Weekly healthy menu for children from three years

Until two years of age, WHO recommends continuing breastfeeding (or artificial) accompanied by solid intake. The children's diet should always prioritize quality and meet the demands in terms of quantity of each particular child, in this sense, we leave a healthy menu for children over 3 years old That can help you organize table meals every day of the week.

Feeding after three years

After the first 12 months of life, if not done so far, the child can join the family table and eat a varied diet always avoiding foods that have caused an allergic reaction and those very hard and large that can cause choking.

From three years onwards the diet is totally released, incorporating new foods with previous tolerance test as we did at the beginning of complementary feeding: one at a time.

According to FAO, children at this age need in average about 1500 Kcal daily that we recommend to cover with fresh foods, of good nutritional quality and distribute between 4 and 6 meals a day depending on the demands of each child, always considering the intake they make in the school canteen, if any.

Weekly healthy menu for children from three years old

As we said, we will try at all times for children to wear a quality feed and share the table with the rest of the family.

Although we should not force children to eat it is always advisable to encourage them to consume a variety of foods and impart good eating habits for which adults are always an example to follow.

Of course, we recommend limit the intake of superfluous foods to the maximum such as goodies, bag fries or similar snacks of industrial origin, industrial pastries and others that can hide huge amounts of added sugar, salt and poor quality fats inside.

In its replacement, we propose a weekly menu based on fresh foods, seasonal and with a high concentration of nutrients that we can all enjoy if we seek to take care of our health.

Monday

BreakfastGlass of milk and oatmeal cookies and nuts without sugar
MidmorningA fresh banana
FoodPasta with tuna and vegetables.

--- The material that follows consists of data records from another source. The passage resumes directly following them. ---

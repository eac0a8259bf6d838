use std::sync::Arc;

use datepoll_core::service::ScheduleService;
use datepoll_db::repositories::ScheduleRepository;
use serenity::{
    async_trait,
    model::{
        application::command::Command,
        application::interaction::{Interaction, InteractionResponseType},
        gateway::Ready,
        id::GuildId,
    },
    prelude::*,
};
use tracing::{error, info, warn};

pub mod schedule;

use crate::config::BotConfig;
use crate::render;

/// Schedule service backed by the SQLite repository.
pub type Service = ScheduleService<ScheduleRepository>;

/// Main Discord handler that processes all events.
///
/// Registers the slash commands once connected and routes slash commands
/// and modal submissions to the schedule handlers.
pub struct Handler {
    config: BotConfig,
    service: Arc<Service>,
}

impl Handler {
    pub fn new(config: BotConfig, service: Arc<Service>) -> Self {
        Self { config, service }
    }

    fn context(&self, ctx: &Context) -> HandlerContext {
        HandlerContext {
            ctx: ctx.clone(),
            service: self.service.clone(),
        }
    }
}

#[async_trait]
impl EventHandler for Handler {
    /// Handle ready events (when bot connects to Discord)
    async fn ready(&self, ctx: Context, ready: Ready) {
        info!("{} is connected!", ready.user.name);

        // Guild commands show up immediately, global ones after a cache delay
        if let Some(test_guild_id) = self.config.test_guild_id {
            let guild_id = GuildId(test_guild_id);

            match guild_id
                .set_application_commands(&ctx.http, crate::commands::register_commands)
                .await
            {
                Ok(cmds) => {
                    info!(
                        "Guild commands registered successfully for {}! Total commands: {}",
                        test_guild_id,
                        cmds.len()
                    );
                }
                Err(why) => {
                    error!("Error registering guild commands: {:?}", why);
                }
            }
        }

        match Command::set_global_application_commands(&ctx.http, crate::commands::register_commands).await {
            Ok(cmds) => {
                info!("Global commands registered successfully! Total commands: {}", cmds.len());
                for cmd in cmds {
                    info!("Command registered: /{} - {}", cmd.name, cmd.description);
                }
            }
            Err(why) => {
                error!("Error registering global commands: {:?}", why);
            }
        }
    }

    /// Handle interactions (slash commands and modal submissions)
    async fn interaction_create(&self, ctx: Context, interaction: Interaction) {
        match interaction {
            Interaction::ApplicationCommand(command) => {
                info!("Received command: {} from {}", command.data.name, command.user.id);

                let result = match command.data.name.as_str() {
                    "ping" => handle_ping(&ctx, &command).await,
                    "schedule" => schedule::handle_schedule_command(self.context(&ctx), &command).await,
                    _ => {
                        warn!("Unknown command: {}", command.data.name);
                        Err(eyre::eyre!("Unknown command: {}", command.data.name))
                    }
                };

                if let Err(e) = result {
                    error!("Error handling command /{}: {:?}", command.data.name, e);

                    if let Err(why) = command
                        .create_interaction_response(&ctx.http, |r| {
                            r.kind(InteractionResponseType::ChannelMessageWithSource)
                                .interaction_response_data(|m| {
                                    m.content(render::user_message(&e)).ephemeral(true)
                                })
                        })
                        .await
                    {
                        error!("Failed to send error response: {:?}", why);
                    }
                }
            }
            Interaction::ModalSubmit(modal) => {
                info!("Received modal submission: {} from {}", modal.data.custom_id, modal.user.id);

                let result = match modal.data.custom_id.as_str() {
                    schedule::CREATE_MODAL_ID => {
                        schedule::handle_create_modal(self.context(&ctx), &modal).await
                    }
                    _ => {
                        warn!("Unknown modal: {}", modal.data.custom_id);
                        Err(eyre::eyre!("Unknown modal: {}", modal.data.custom_id))
                    }
                };

                if let Err(e) = result {
                    error!("Error handling modal {}: {:?}", modal.data.custom_id, e);

                    if let Err(why) = modal
                        .create_interaction_response(&ctx.http, |r| {
                            r.kind(InteractionResponseType::ChannelMessageWithSource)
                                .interaction_response_data(|m| {
                                    m.content(render::user_message(&e)).ephemeral(true)
                                })
                        })
                        .await
                    {
                        error!("Failed to send error response: {:?}", why);
                    }
                }
            }
            _ => {}
        }
    }
}

async fn handle_ping(
    ctx: &Context,
    command: &serenity::model::application::interaction::application_command::ApplicationCommandInteraction,
) -> eyre::Result<()> {
    command
        .create_interaction_response(&ctx.http, |r| {
            r.kind(InteractionResponseType::ChannelMessageWithSource)
                .interaction_response_data(|m| m.content("Pong!"))
        })
        .await?;

    Ok(())
}

/// Shared context for command handlers.
pub struct HandlerContext {
    pub ctx: Context,
    pub service: Arc<Service>,
}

Peach.
SnackGlass of milk and half sandwich of whole wheat bread with avocado and tomato.
DinnerIndividual eggplants. Watermelon.

Tuesday

BreakfastOatmeal pancakes with blueberries.
MidmorningMilkshake and Peach
FoodSauteed oriental chicken with vegetables and rice. Nectarine.
SnackGlass of milk and oatmeal and apple cookies without eggs, sugar or dairy
DinnerBaked beef roast with vegetable salad to taste. Cantaloupe.

Wednesday

BreakfastBowl of milk or plain yogurt with oatmeal, chopped apricot and chopped or crushed nuts.
MidmorningRoasted or compote apple
FoodHake sticks (or any other fish) with mashed potatoes and squash. Plum
SnackGlass of milk with whole wheat toast with olive oil and tomato.
DinnerMedallions or mini bean and carrot burgers with fresh or sauteed vegetables. Watermelon

Thursday

BreakfastGlass of milk with banana and oatmeal muffins
MidmorningHalf sandwich of fresh cheese and whole wheat bread
FoodSirloin medallions with tomato sauce and pasta garnish. Watermelon
SnackBowl of yogurt with unsweetened cornflakes and chopped or crushed nuts
DinnerGrilled turkey breast with vegetable muffins. Plums

Friday

BreakfastChia and oatmeal breakfast
MidmorningFresh fruit salad
FoodLentils stewed with vegetables. Nectarine
SnackGlass of milk and toast with avocado and tomato.
DinnerMulticolored salad with sauteed salmon. Banana.

Saturday

BreakfastCouscous with milk and fruits.
MidmorningNatural yogurt with peach in pieces
FoodBroccoli, chickpea and rice meatballs with eggplant sauteed with tomato. Apricots
SnackBanana and milk shake with oat flakes
DinnerWraps or tacos of lettuce with sauteed veal (without chilli pepper). Watermelon

Sunday

BreakfastBanana pancakes with two ingredients + milk.
MidmorningHalf sandwich of fresh cheese and tomato with whole wheat bread
FoodBicolor pasta and carrot noodles>. Peach.
SnackBowl of milk with oat flakes and chopped fresh cherries.
DinnerSkewers of turkey and cherry tomatoes with fresh salad if desired. Cantaloupe.

We remember that this menu is indicative, that is to say, it should not be followed strictly but it serves as a guide to create your own menu at home that will help us eat healthier.

So, it is possible to modify the size of the portions, change ingredients or whole recipes according to the needs, preferences and possibilities not only of the children but also, of each family.

Video: Healthy Breakfast Recipes Kids Will Love WKYC (May 2024).